#!/usr/bin/ruby
# Fetches all Virginia Tech classes from the timetable and spits them out into a nice JSON object
# Can be run with option of which file to save output to or will save to classes.json by default
require 'rubygems'
require 'mechanize'
require 'nokogiri'
require 'json'
#Create Mechanize Browser and Class Data hash to load data into
agent = Mechanize.new
classData = Hash.new
#Get Subjects from Timetable page
page = agent.get("https://banweb.banner.vt.edu/ssb/prod/HZSKVTSC.P_ProcRequest")
subjects = page.forms.first.field_with(:name => 'subj_code').options
#Loop subjects
subjects.each do |subject|
#Get the Timetable Request page & Form
timetableSearch = agent.get("https://banweb.banner.vt.edu/ssb/prod/HZSKVTSC.P_ProcRequest")

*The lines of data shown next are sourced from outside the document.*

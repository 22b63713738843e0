//! Reassembles streamed tool-call argument fragments, keyed by the
//! `index` field OpenAI-style deltas carry.
//!
//! Grounded on the teacher's `src/types/stream.rs::ToolCallAccumulator`
//! (write-once id/name, always-append arguments) generalized with the
//! freeze-and-cap semantics from `examples/original_source/src/tools_accum.c`,
//! which the teacher's version lacks entirely.

use std::collections::BTreeMap;

use crate::error::Error;

/// One delta fragment for a single tool call, as streamed by the API.
#[derive(Debug, Clone, Default)]
pub struct ToolCallDelta<'a> {
    pub id: Option<&'a str>,
    pub kind: Option<&'a str>,
    pub name: Option<&'a str>,
    pub arguments_fragment: Option<&'a str>,
}

/// A fully reassembled tool call, ready to hand to a dispatcher.
#[derive(Debug, Clone, PartialEq, Eq)]
pub struct ToolCall {
    pub id: String,
    pub kind: String,
    pub name: String,
    pub arguments: String,
}

#[derive(Debug, Default)]
struct Slot {
    id: Option<String>,
    kind: Option<String>,
    name: Option<String>,
    arguments: String,
    frozen: bool,
}

impl Slot {
    fn feed(&mut self, delta: &ToolCallDelta<'_>, max_arg_bytes: usize) -> Result<(), Error> {
        if self.frozen {
            return Err(Error::protocol("tool call accumulator already frozen"));
        }
        if let Some(id) = delta.id {
            if self.id.is_none() {
                self.id = Some(id.to_string());
            }
        }
        if let Some(kind) = delta.kind {
            if self.kind.is_none() {
                self.kind = Some(kind.to_string());
            }
        }
        if let Some(name) = delta.name {
            if self.name.is_none() {
                self.name = Some(name.to_string());
            }
        }
        if let Some(fragment) = delta.arguments_fragment {
            if max_arg_bytes != 0 && self.arguments.len() + fragment.len() > max_arg_bytes {
                return Err(Error::protocol("tool call arguments exceed max_tool_args_bytes_per_call"));
            }
            self.arguments.push_str(fragment);
        }
        Ok(())
    }
}

/// Collects tool-call deltas across a streamed response, indexed sparsely
/// by the `index` the API assigns each concurrent tool call.
#[derive(Debug, Default)]
pub struct ToolCallAccumulator {
    slots: BTreeMap<u32, Slot>,
    max_arg_bytes: usize,
}

impl ToolCallAccumulator {
    pub fn new(max_arg_bytes: usize) -> Self {
        Self {
            slots: BTreeMap::new(),
            max_arg_bytes,
        }
    }

    pub fn feed(&mut self, index: u32, delta: &ToolCallDelta<'_>) -> Result<(), Error> {
        let slot = self.slots.entry(index).or_default();
        slot.feed(delta, self.max_arg_bytes)
    }

    /// Freezes every slot (refusing further deltas) and returns the
    /// completed tool calls in index order. A slot missing `id` or `name`
    /// is dropped rather than surfaced half-built.
    pub fn finish(self) -> Vec<ToolCall> {
        self.finish_indexed().into_iter().map(|(_, call)| call).collect()
    }

    /// Like [`finish`](Self::finish), but keeps each call paired with the
    /// `index` it was streamed under — needed to fire
    /// `on_tool_args_complete(index, &ToolCall)` per delta index.
    pub fn finish_indexed(mut self) -> Vec<(u32, ToolCall)> {
        let mut out = Vec::with_capacity(self.slots.len());
        for (_, slot) in self.slots.iter_mut() {
            slot.frozen = true;
        }
        for (index, slot) in self.slots {
            if let (Some(id), Some(name)) = (slot.id, slot.name) {
                out.push((
                    index,
                    ToolCall {
                        id,
                        kind: slot.kind.unwrap_or_else(|| "function".to_string()),
                        name,
                        arguments: unescape_json_string(&slot.arguments),
                    },
                ));
            }
        }
        out
    }

    /// Non-consuming snapshot of the calls that are currently complete
    /// (have both `id` and `name`), without freezing anything. Used to fire
    /// `on_tool_args_complete` as soon as a frame's `finish_reason` marks a
    /// tool call done, ahead of the final [`finish_indexed`](Self::finish_indexed)
    /// pass at stream end.
    pub fn completed_snapshot(&self) -> Vec<(u32, ToolCall)> {
        self.slots
            .iter()
            .filter_map(|(index, slot)| {
                let (id, name) = (slot.id.clone()?, slot.name.clone()?);
                Some((
                    *index,
                    ToolCall {
                        id,
                        kind: slot.kind.clone().unwrap_or_else(|| "function".to_string()),
                        name,
                        arguments: unescape_json_string(&slot.arguments),
                    },
                ))
            })
            .collect()
    }

    pub fn is_empty(&self) -> bool {
        self.slots.is_empty()
    }
}

/// Unescape a JSON string body (no surrounding quotes) per RFC 8259 —
/// the one place spans are *not* kept raw, because spec.md requires
/// `on_tool_args_complete` to deliver the unescaped arguments string.
pub fn unescape_json_string(raw: &str) -> String {
    let mut out = String::with_capacity(raw.len());
    let mut chars = raw.chars().peekable();
    while let Some(c) = chars.next() {
        if c != '\\' {
            out.push(c);
            continue;
        }
        match chars.next() {
            Some('"') => out.push('"'),
            Some('\\') => out.push('\\'),
            Some('/') => out.push('/'),
            Some('b') => out.push('\u{8}'),
            Some('f') => out.push('\u{c}'),
            Some('n') => out.push('\n'),
            Some('r') => out.push('\r'),
            Some('t') => out.push('\t'),
            Some('u') => {
                let hex: String = (0..4).filter_map(|_| chars.next()).collect();
                if let Ok(code) = u32::from_str_radix(&hex, 16) {
                    if let Some(ch) = char::from_u32(code) {
                        out.push(ch);
                    }
                }
            }
            Some(other) => out.push(other),
            None => {}
        }
    }
    out
}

searchDetails = page.forms.first
#Submit with specific subject
searchDetails.set_fields({
:SUBJ_CODE => subject,
:TERMYEAR => '201401',
:CAMPUS => 0
})
#Submit the form and store results into courseListings
courseListings = Nokogiri::HTML(
searchDetails.submit(searchDetails.buttons[0]).body
)
#Create Array in Hash to store all classes for subjects
classData[subject] = []
#For every Class
courseListings.css('table.dataentrytable/tr').collect do |course|
subjectClassesDetails = Hash.new
#Map Table Cells for each course to appropriate values
[
[ :crn, 'td[1]/p/a/b/text()'],
[ :course, 'td[2]/font/text()'],
[ :title, 'td[3]/text()'],
[ :type, 'td[4]/p/text()'],
[ :hrs, 'td[5]/p/text()'],
[ :seats, 'td[6]/text()'],
[ :instructor, 'td[7]/text()'],
[ :days, 'td[8]/text()'],
[ :begin, 'td[9]/text()'],
[ :end, 'td[10]/text()'],
[ :location, 'td[11]/text()'],
# [ :exam, 'td[12]/text()']
].collect do |name, xpath|
#Not an additional time session (2nd row)
if (course.at_xpath('td[1]/p/a/b/text()').to_s.strip.length > 2)
subjectClassesDetails[name] = course.at_xpath(xpath).to_s.strip
end
end
#Add class to Array for Subject!
classData[subject].push(subjectClassesDetails)
end
end
#Write Data to JSON file
open(ARGV[0] || "classes.json", 'w') do |file|
file.print JSON.pretty_generate(classData)
end
The above code is supposed to retrieve data from https://banweb.banner.vt.edu/ssb/prod/HZSKVTSC.P_ProcRequest but if I print subjects.length is prints 0 so it clearly isn't getting the correct data. The given term code "201401" is definitely the right one.
I've noticed that when I manually enter in the link to my browser the subject field doesn't allow you to select an option until a term is selected, however when I view the page source the data is clearly already there. What can I do to retrieve this data?